» **Task instructions**
Repeat exactly the lines from the start of the records below through the line that contains "use crate::login::Credentials;", including both.

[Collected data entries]
——————

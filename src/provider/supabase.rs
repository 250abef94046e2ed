use std::sync::{Mutex, MutexGuard, PoisonError};

use serde::Serialize;
use time::{Duration, OffsetDateTime};
use tokio::sync::broadcast;
use url::Url;

use super::{
    AuthEvent, AuthEventKind, EVENT_CHANNEL_CAPACITY, IdentityProvider, ProviderSession,
    ProviderUser, Subscription,
};
use crate::error::Error;
use crate::login::Credentials;
use crate::types::AccessToken;

/// Supabase Auth (GoTrue) configuration.
///
/// Required fields are constructor parameters, so there are no runtime "missing field" errors.
///
/// ```rust,ignore
/// use prosupport_session::SupabaseConfig;
///
/// let config = SupabaseConfig::new("https://abcd.supabase.co".parse()?, "anon-key");
/// // Optional overrides via chaining:
/// let config = config.with_refresh_margin(time::Duration::seconds(30));
/// ```
#[derive(Debug, Clone)]
#[non_exhaustive]
pub struct SupabaseConfig {
    pub(crate) project_url: Url,
    pub(crate) anon_key: String,
    pub(crate) auth_path: String,
    pub(crate) refresh_margin: Duration,
}

impl SupabaseConfig {
    #[must_use]
    pub fn new(project_url: Url, anon_key: impl Into<String>) -> Self {
        Self {
            project_url,
            anon_key: anon_key.into(),
            auth_path: "/auth/v1".into(),
            refresh_margin: Duration::seconds(60),
        }
    }

    /// Override the GoTrue mount point (default: `/auth/v1`).
    #[must_use]
    pub fn with_auth_path(mut self, path: impl Into<String>) -> Self {
        self.auth_path = path.into();
        self
    }

    /// Refresh sessions expiring within this window (default: 60 s).
    #[must_use]
    pub fn with_refresh_margin(mut self, margin: Duration) -> Self {
        self.refresh_margin = margin;
        self
    }

    #[must_use]
    pub fn project_url(&self) -> &Url {
        &self.project_url
    }

    #[must_use]
    pub fn anon_key(&self) -> &str {
        &self.anon_key
    }

    #[must_use]
    pub fn auth_path(&self) -> &str {
        &self.auth_path
    }

    #[must_use]
    pub fn refresh_margin(&self) -> Duration {
        self.refresh_margin
    }

    fn endpoint(&self, tail: &str) -> Result<Url, Error> {
        let url = format!(
            "{}/{}/{}",
            self.project_url.as_str().trim_end_matches('/'),
            self.auth_path.trim_matches('/'),
            tail
        );
        url.parse()
            .map_err(|e| Error::Config(format!("invalid auth endpoint {url}: {e}")))
    }
}

/// Supabase Auth client holding the current session.
///
/// Every session change is broadcast to subscribers.
pub struct SupabaseClient {
    config: SupabaseConfig,
    http: reqwest::Client,
    current: Mutex<Option<ProviderSession>>,
    events: broadcast::Sender<AuthEvent>,
}

#[derive(Serialize)]
struct PasswordGrant<'a> {
    email: &'a str,
    password: &'a str,
}

#[derive(Serialize)]
struct RefreshGrant<'a> {
    refresh_token: &'a str,
}

impl SupabaseClient {
    #[must_use]
    pub fn new(config: SupabaseConfig) -> Self {
        let (events, _) = broadcast::channel(EVENT_CHANNEL_CAPACITY);
        Self {
            config,
            http: reqwest::Client::new(),
            current: Mutex::new(None),
            events,
        }
    }

    /// Use a custom HTTP client (for connection pool reuse or testing).
    #[must_use]
    pub fn with_http_client(mut self, client: reqwest::Client) -> Self {
        self.http = client;
        self
    }

    #[must_use]
    pub fn config(&self) -> &SupabaseConfig {
        &self.config
    }

    /// Seeds a previously persisted session.
    pub fn restore_session(&self, session: ProviderSession) {
        self.set_current(Some(session.clone()));
        self.emit(AuthEventKind::InitialSession, Some(session));
    }

    /// Session currently held, without refreshing.
    #[must_use]
    pub fn current_session(&self) -> Option<ProviderSession> {
        self.lock_current().clone()
    }

    /// Exchange the held refresh token for a new session.
    ///
    /// # Errors
    ///
    /// Returns [`Error::Provider`] if no refresh token is held or GoTrue
    /// refuses it, [`Error::Http`] on network failure.
    pub async fn refresh_session(&self) -> Result<ProviderSession, Error> {
        let refresh_token = self
            .current_session()
            .and_then(|s| s.refresh_token)
            .ok_or_else(|| Error::Provider {
                operation: "token refresh",
                status: None,
                detail: "no refresh token".into(),
            })?;

        let response = self
            .token_request("refresh_token")?
            .json(&RefreshGrant {
                refresh_token: &refresh_token,
            })
            .send()
            .await?;

        let session = Self::read_session(response, "token refresh").await?;
        self.set_current(Some(session.clone()));
        self.emit(AuthEventKind::TokenRefreshed, Some(session.clone()));
        Ok(session)
    }

    /// Fetch the user behind an access token.
    ///
    /// # Errors
    ///
    /// Returns [`Error::Http`] on network failure, or
    /// [`Error::Provider`] if the user endpoint returns an error.
    pub async fn get_user(&self, access_token: &AccessToken) -> Result<ProviderUser, Error> {
        let response = self
            .http
            .get(self.config.endpoint("user")?)
            .header("apikey", &self.config.anon_key)
            .bearer_auth(access_token.as_str())
            .send()
            .await?;

        let response = Self::ensure_success(response, "user request").await?;
        response.json::<ProviderUser>().await.map_err(Into::into)
    }

    fn token_request(&self, grant_type: &str) -> Result<reqwest::RequestBuilder, Error> {
        let mut url = self.config.endpoint("token")?;
        url.query_pairs_mut().append_pair("grant_type", grant_type);
        Ok(self
            .http
            .post(url)
            .header("apikey", &self.config.anon_key))
    }

    fn logout_request(&self, access_token: &AccessToken) -> Result<reqwest::RequestBuilder, Error> {
        Ok(self
            .http
            .post(self.config.endpoint("logout")?)
            .header("apikey", &self.config.anon_key)
            .bearer_auth(access_token.as_str()))
    }

    async fn read_session(
        response: reqwest::Response,
        operation: &'static str,
    ) -> Result<ProviderSession, Error> {
        let response = Self::ensure_success(response, operation).await?;
        let mut session = response.json::<ProviderSession>().await?;
        session.stamp_expiry(OffsetDateTime::now_utc());
        Ok(session)
    }

    /// Checks HTTP response status; returns the response on success or an error with details.
    async fn ensure_success(
        response: reqwest::Response,
        operation: &'static str,
    ) -> Result<reqwest::Response, Error> {
        if response.status().is_success() {
            return Ok(response);
        }
        let status = response.status().as_u16();
        let body = response.text().await.unwrap_or_default();
        Err(Error::Provider {
            operation,
            status: Some(status),
            detail: error_detail(&body),
        })
    }

    fn lock_current(&self) -> MutexGuard<'_, Option<ProviderSession>> {
        self.current.lock().unwrap_or_else(PoisonError::into_inner)
    }

    fn set_current(&self, session: Option<ProviderSession>) {
        *self.lock_current() = session;
    }

    fn emit(&self, kind: AuthEventKind, session: Option<ProviderSession>) {
        // Err only means nobody is subscribed
        let _ = self.events.send(AuthEvent::new(kind, session));
    }

    fn drop_session(&self) {
        self.set_current(None);
        self.emit(AuthEventKind::SignedOut, None);
    }
}

impl IdentityProvider for SupabaseClient {
    async fn get_session(&self) -> Result<Option<ProviderSession>, Error> {
        let Some(session) = self.current_session() else {
            return Ok(None);
        };
        if !session.expires_within(OffsetDateTime::now_utc(), self.config.refresh_margin) {
            return Ok(Some(session));
        }
        if session.refresh_token.is_none() {
            tracing::info!("Held session expired without refresh token");
            self.drop_session();
            return Ok(None);
        }

        match self.refresh_session().await {
            Ok(session) => Ok(Some(session)),
            Err(e) => {
                tracing::warn!(error = %e, "Session refresh failed, signing out");
                self.drop_session();
                Ok(None)
            }
        }
    }

    fn subscribe(&self) -> Subscription {
        Subscription::new(self.events.subscribe())
    }

    async fn sign_in_with_password(
        &self,
        credentials: &Credentials,
    ) -> Result<ProviderSession, Error> {
        let response = self
            .token_request("password")?
            .json(&PasswordGrant {
                email: credentials.email(),
                password: credentials.password(),
            })
            .send()
            .await?;

        let session = Self::read_session(response, "password sign-in").await?;
        self.set_current(Some(session.clone()));
        self.emit(AuthEventKind::SignedIn, Some(session.clone()));
        Ok(session)
    }

    /// Clears the held session and revokes it server-side.
    ///
    /// The local session is gone even when the revoke call fails.
    async fn sign_out(&self) -> Result<(), Error> {
        let held = self.lock_current().take();
        let Some(session) = held else {
            self.emit(AuthEventKind::SignedOut, None);
            return Ok(());
        };
        self.emit(AuthEventKind::SignedOut, None);

        let response = self.logout_request(&session.access_token)?.send().await?;
        Self::ensure_success(response, "sign-out").await.map(drop)
    }

    async fn revoke_session(&self, session: &ProviderSession) -> Result<(), Error> {
        {
            let mut current = self.lock_current();
            if current
                .as_ref()
                .is_some_and(|held| held.access_token == session.access_token)
            {
                *current = None;
            }
        }

        let response = self.logout_request(&session.access_token)?.send().await?;
        Self::ensure_success(response, "session revoke").await.map(drop)
    }
}

/// Pulls the human-readable message out of a GoTrue error body.
pub(crate) fn error_detail(body: &str) -> String {
    serde_json::from_str::<serde_json::Value>(body)
        .ok()
        .and_then(|v| {
            ["msg", "error_description", "message", "error"]
                .iter()
                .find_map(|key| v.get(*key).and_then(|m| m.as_str()).map(str::to_owned))
        })
        .unwrap_or_else(|| body.to_owned())
}

#[cfg(test)]
mod tests {
    use super::*;

    fn test_config() -> SupabaseConfig {
        SupabaseConfig::new("https://abcd.supabase.co".parse().unwrap(), "anon-key")
    }

    fn session(expires_at: Option<OffsetDateTime>, refresh: Option<&str>) -> ProviderSession {
        let mut session = ProviderSession::new(
            "access",
            ProviderUser::new("1").with_email("a@b.co").with_role("ADMIN"),
        );
        if let Some(at) = expires_at {
            session = session.with_expires_at(at);
        }
        if let Some(r) = refresh {
            session = session.with_refresh_token(r);
        }
        session
    }

    #[test]
    fn test_endpoints() {
        let config = test_config();
        assert_eq!(
            config.endpoint("token").unwrap().as_str(),
            "https://abcd.supabase.co/auth/v1/token"
        );

        let config = SupabaseConfig::new("http://localhost:54321/".parse().unwrap(), "k")
            .with_auth_path("/gotrue/");
        assert_eq!(
            config.endpoint("logout").unwrap().as_str(),
            "http://localhost:54321/gotrue/logout"
        );
    }

    #[test]
    fn test_password_request_shape() {
        let client = SupabaseClient::new(test_config());
        let request = client.token_request("password").unwrap().build().unwrap();

        assert_eq!(request.method(), reqwest::Method::POST);
        assert_eq!(
            request.url().as_str(),
            "https://abcd.supabase.co/auth/v1/token?grant_type=password"
        );
        assert_eq!(request.headers()["apikey"], "anon-key");
    }

    #[test]
    fn test_logout_request_is_bearer() {
        let client = SupabaseClient::new(test_config());
        let request = client
            .logout_request(&AccessToken::new("tok"))
            .unwrap()
            .build()
            .unwrap();

        assert_eq!(request.headers()["authorization"], "Bearer tok");
    }

    #[test]
    fn test_error_detail_prefers_gotrue_message() {
        assert_eq!(
            error_detail(r#"{"code":400,"error_code":"invalid_credentials","msg":"Invalid login credentials"}"#),
            "Invalid login credentials"
        );
        assert_eq!(
            error_detail(r#"{"error":"invalid_grant","error_description":"Refresh Token Not Found"}"#),
            "Refresh Token Not Found"
        );
        assert_eq!(error_detail("Bad Gateway"), "Bad Gateway");
    }

    #[tokio::test]
    async fn test_restore_and_get_fresh_session() {
        let client = SupabaseClient::new(test_config());
        let mut sub = client.subscribe();
        let fresh = session(Some(OffsetDateTime::now_utc() + Duration::hours(1)), Some("r"));

        client.restore_session(fresh.clone());

        assert_eq!(sub.recv().await.unwrap().kind, AuthEventKind::InitialSession);
        assert_eq!(client.get_session().await.unwrap(), Some(fresh));
    }

    #[tokio::test]
    async fn test_expired_session_without_refresh_token_signs_out() {
        let client = SupabaseClient::new(test_config());
        client.restore_session(session(Some(OffsetDateTime::now_utc() - Duration::minutes(5)), None));
        let mut sub = client.subscribe();

        assert_eq!(client.get_session().await.unwrap(), None);
        assert_eq!(sub.recv().await.unwrap().kind, AuthEventKind::SignedOut);
        assert!(client.current_session().is_none());
    }

    #[tokio::test]
    async fn test_sign_out_without_session_is_local() {
        let client = SupabaseClient::new(test_config());
        let mut sub = client.subscribe();

        client.sign_out().await.unwrap();

        assert_eq!(sub.recv().await.unwrap().kind, AuthEventKind::SignedOut);
    }
}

——————

» **Exercise output**
filename src/provider/supabase.rs
repository 250abef94046e2ed
use std::sync::{Mutex, MutexGuard, PoisonError};

use serde::Serialize;
use time::{Duration, OffsetDateTime};
use tokio::sync::broadcast;
use url::Url;

use super::{
    AuthEvent, AuthEventKind, EVENT_CHANNEL_CAPACITY, IdentityProvider, ProviderSession,
    ProviderUser, Subscription,
};
use crate::error::Error;
use crate::login::Credentials;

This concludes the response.